If you look at any military, premium hunting or self defense ammo, you'll see it's sealed at the factory. There is a reason for that.

snuffy
January 2, 2008, 03:47 PM
The foil disk has nothing to do with sealing out water. I have yet to see any color lacquer attached to a primer that I've ever bought.

Oh? Then the next time you go to load, take a close look at the TOP of the primer,,, by the anvil, you'll see some color there. It's the lacquer sealant that rcmodel alluded to.

GaryL
January 2, 2008, 04:06 PM
I use nail polish (thinned slightly) for hunting ammo. That's basically all the manufacturers use, unless it's for special applications - then they do something a little different. The nail polish will block anything that is likely to wick in past the primer (oil or water based).

Anyone who has ever experienced a hang fire with older military ammo is more likely to feel the need to seal ammo that may be around for a while.

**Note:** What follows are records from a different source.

use anyhow::Context;
use regex::Regex;

const WEEKDAYS: &str = r"\b(?:Mon|Tue|Wed|Thu|Fri|Sat|Sun)\b";
const MONTHS: &str = r"\b(?:Jan|Feb|Mar|Apr|May|Jun|Jul|Aug|Sep|Oct|Nov|Dec)\b";
const CLOCK_TIME: &str = r"\d{1,2}:\d{2}(?:am|pm)";
const DAY_REFERENCE: &str = r"Day\s+\d+";
const DATE_RANGE: &str = r"\d{1,2}(?:st|nd|rd|th)\s*-\s*\d{1,2}(?:st|nd|rd|th)";
const TENTATIVE: &str = r"\bTentative\b";

/// Whole-word weekday/month abbreviation found inside cell text. Only a
/// weekday hit marks a new-day label row; a bare month token is not enough.
#[derive(Debug, Clone, PartialEq, Eq)]
pub struct DayMonthMatch {
    pub token: String,
    pub is_weekday: bool,
}

#[derive(Debug, Clone, Copy, PartialEq, Eq)]
pub enum TokenCategory {
    ClockTime,
    DayReference,
    DateRange,
    Tentative,
}

#[derive(Debug, Clone, PartialEq, Eq)]
pub struct TokenMatch {
    pub category: TokenCategory,
    pub token: String,
}

/// The token detectors used to pick apart short calendar cells. All
/// patterns are case-insensitive and compiled once per run.
pub struct TokenPatterns {
    day_or_month: Regex,
    weekday: Regex,
    clock_time: Regex,
    day_reference: Regex,
    date_range: Regex,
    any_token: Regex,
}

impl TokenPatterns {
    pub fn new() -> anyhow::Result<Self> {
        Ok(Self {
            day_or_month: compile(&format!("(?:{WEEKDAYS}|{MONTHS})"))?,
            weekday: compile(WEEKDAYS)?,
            clock_time: compile(CLOCK_TIME)?,
            day_reference: compile(DAY_REFERENCE)?,
            date_range: compile(DATE_RANGE)?,
            // Alternation order doubles as match priority when sub-patterns
            // overlap at the same position.
            any_token: compile(&format!(
                "(?:{CLOCK_TIME}|{DAY_REFERENCE}|{DATE_RANGE}|{TENTATIVE})"
            ))?,
        })
    }

    /// First weekday or month abbreviation in the text, with whether it
    /// names a weekday reported distinctly.
    pub fn detect_day_or_month(&self, text: &str) -> Option<DayMonthMatch> {
        let token = self.day_or_month.find(text)?.as_str().to_string();
        let is_weekday = self.weekday.is_match(&token);
        Some(DayMonthMatch { token, is_weekday })
    }

    /// Categorize the first time-like token in the text: a clock time
    /// (`8:30am`), a "Day N" reference, an ordinal date range
    /// (`15th-17th`), or the literal "Tentative". Returns `None` when the
    /// text holds none of these.
    pub fn categorize(&self, text: &str) -> Option<TokenMatch> {
        let token = self.any_token.find(text)?.as_str().to_string();
        let category = if full_match(&self.clock_time, &token) {
            TokenCategory::ClockTime
        } else if full_match(&self.day_reference, &token) {
            TokenCategory::DayReference
        } else if full_match(&self.date_range, &token) {
            TokenCategory::DateRange
        } else {
            TokenCategory::Tentative
        };
        Some(TokenMatch { category, token })
    }
}

fn compile(pattern: &str) -> anyhow::Result<Regex> {
    Regex::new(&format!("(?i){pattern}")).context("invalid token pattern")
}

fn full_match(pattern: &Regex, token: &str) -> bool {
    pattern
        .find(token)
        .is_some_and(|m| m.start() == 0 && m.end() == token.len())
}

If you want to kill primers, soak them in oil. That's what is recommended. The factories handle and store the priming compound wet to prevent issues. When the primers dry, they're ready to go.

Kimber1911_06238
January 2, 2008, 04:59 PM
I don't bother, never had a problem, even with ammo that has been stored and carried for over a year. My ammo generally doesn't last longer than that.

gandog56
January 2, 2008, 05:24 PM
Never used it, and never had a primer fail because I didn't.

Cosmoline
January 2, 2008, 05:27 PM
It is not worth the trouble.

Oh, yes it is. I neglected to seal the primers on some bear load 54R's a few years ago and they tagged along with me in some adventures. Went to fire one last month at the range and it was a squib. The primer went off but the powder had gotten wet and gone bad, so it did not ignite. The powder wad and bullet lodged in the throat. I checked it visually because there was no recoil, but if I hadn't it would have been a kaboom for the record books with two massive charges of IMR going off at once.

PTK
January 3, 2008, 05:19 AM
Cosmoline,

Stop adding real life experience to this! The armchair commandos want to be able to say sealing serious use ammo isn't needed, and you're ruining it.

Kimber1911_06238
January 3, 2008, 09:09 AM
lol PTK.

Just to be fair, Cosmoline does live in Alaska. That's kinda like a different planet. :)

Down South
January 3, 2008, 12:43 PM
I've been reloading for 37 years and have never sealed a primer or bullet. Nor have I ever had a problem and I've been in all types of weather with my reloads.